In an effort to seem like a legitimate news outlet, Breitbart submitted a questionnaire on immigration to the Republican candidates for president. I'm sure it won't surprise you that the questions lean far to the right ("What are the specifics of your plan to handle the astounding number of asylum seekers while their cases are decided?"), as do most of the answers from the candidates who completed the questionnaire (Donald Trump, Mike Pence, Nikki Haley, Tim Scott, and Ron DeSantis).

Vivek Ramaswamy didn't answer Breitbart's questions, but he did submit a response laying out his immigration policy. It begins:
The sole purpose of immigration policy should be to protect the homeland. The interests of American citizens who live on American soil. That’s it. Not humanitarian.
Well, so much for anyone who looks back on America's rejection of Jewish refugees during the Nazi era and believes that the nation's post-war asylum policy has been an appropriate response to that moral failure.

(This is clearly a mainstream position in the GOP -- Tim Scott says, "All our policies should first and foremost benefit American citizens.")

Later in his response, Ramaswamy says:
Merit-based immigration has to include an element of national identity. Which is to say even if you’re getting a visa, you have to pass the same civics test that is required on the backend of citizenship.
He's really into the idea of the civics test -- he doesn't think you should be able to vote if you're under the age of 25 unless you pass one (with exceptions made for members of the military and first responders) -- which unsurprisingly appeals to many GOP voters because they know young people lean Democratic, even though the idea also feels like a version of the icky elitist-liberal credentialism that David Brooks and Thomas Edsall insist is the reason we got Trump. Get sufficiently high test scores and you can get into Harvard -- and if you pass a different kind of test you can vote! Apparently this idea is okay if you're a Republican, even a Republican with degrees from Harvard and Yale.

(Also, if you're an American and you get a job offer in Canada or England or Dubai, would it be fair to require you to pass a full citizenship test in order to work? That's what Ramaswamy is proposing for America.)

Which brings us to his final proposal:
We need to weed out ingrates like Illan Omar and Rashida Tlaib who come to this country and complain about it. No. It is a privilege to be allowed to live in the United States of America.
Hey, smart guy -- you know that Rashida Tlaib was born in Detroit, right?
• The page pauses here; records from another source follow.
//! # 平台抽象层（hal）
//!
//! ## Overview
//! 本模块定义了同步原语对外部调度器 / 中断控制器的 **全部依赖**，
//! 以 `Platform` trait 的形式给出。内核在启动早期调用 `init`
//! 注册自己的实现，之后所有原语都通过 `platform()` 访问它。
//!
//! ## Assumptions
//! - 单处理器：`mask_interrupts` 之后没有任何其他上下文可以运行
//! - `sleep_on` 只能在中断屏蔽期间调用，挂起时原子地放弃屏蔽，
//!   恢复执行时屏蔽状态与挂起前一致
//!
//! ## Invariants
//! - 平台对象一经注册便不可替换

mod intr;

pub use intr::IntrGuard;

use crate::task::{ThreadId, WaitChannel};
use spin::Once;

/// 调度器与中断控制器提供给同步原语的窄接口
pub trait Platform: Send + Sync {
    /// 屏蔽当前处理器上的中断，返回屏蔽前的级别
    fn mask_interrupts(&self) -> usize;

    /// 恢复到 `mask_interrupts` 返回的级别
    fn restore_interrupts(&self, token: usize);

    /// 让当前上下文在 `chan` 上睡眠，直到被唤醒
    ///
    /// ## Safety
    /// - 调用时中断必须处于屏蔽状态
    fn sleep_on(&self, chan: WaitChannel);

    /// 唤醒一个睡眠在 `chan` 上的上下文
    fn wake_one(&self, chan: WaitChannel);

    /// 唤醒所有睡眠在 `chan` 上的上下文
    fn wake_all(&self, chan: WaitChannel);

    /// 是否有上下文正睡眠在 `chan` 上
    fn has_sleepers(&self, chan: WaitChannel) -> bool;

    /// 当前执行上下文的标识
    fn current_thread(&self) -> ThreadId;

    /// 当前是否处于中断处理程序中
    fn in_interrupt(&self) -> bool;

    /// 日志输出
    fn console_write(&self, _s: &str) {}
}

static PLATFORM: Once<&'static dyn Platform> = Once::new();

/// 注册平台实现
///
/// ## Behavior
/// - 只有第一次调用生效，之后的调用被忽略
pub fn init(platform: &'static dyn Platform) {
    PLATFORM.call_once(|| platform);
}

/// 获取已注册的平台
///
/// ## Panics
/// - 尚未调用 `init` 时直接 panic
pub fn platform() -> &'static dyn Platform {
    *PLATFORM
        .get()
        .expect("synch: no platform registered, call hal::init first")
}

/// 获取已注册的平台，尚未注册时返回 `None`
pub fn try_platform() -> Option<&'static dyn Platform> {
    PLATFORM.get().copied()
}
Omar, of course, is a naturalized citizen (though as Essence once noted, Omar has been a citizen longer than Melania Trump). It's true that Omar has said some critical things about America. But do you know who else "complains about" the U.S.? Every Republican. Republicans hate the president. They hate most of the laws passed during liberal administrations, and most of the laws passed in liberal cities and states. Republicans hate millions of their fellow citizens. They hate most of the nation's cities. And they have an inalienable right as Americans to feel all this hate and complain that America isn't exactly the way they want it to be. But Ramaswamy doesn't want extend this right -- a right Republicans exercise every single day -- to Omar and Tlaib.

And speaking of Melania Trump: Ramaswamy is both the greatest admirer of Trump in the field of Trump challengers and a fervent opponent of the policies that allowed Trump's wife's family to come to America. He says:
We need to eliminate chain-based migration which is anti-meritocratic because the people who come as family members are not the meritocratic immigrants who can make skills-based contributions to this country.
It would be nice if someone would ask him tonight, or at one of the subsequent debates: You're an admirer of Donald Trump and an advocate for extreme tightening of our immigration laws. Do you think the immigration system should have prevented Melania Trump and her family from settling in America?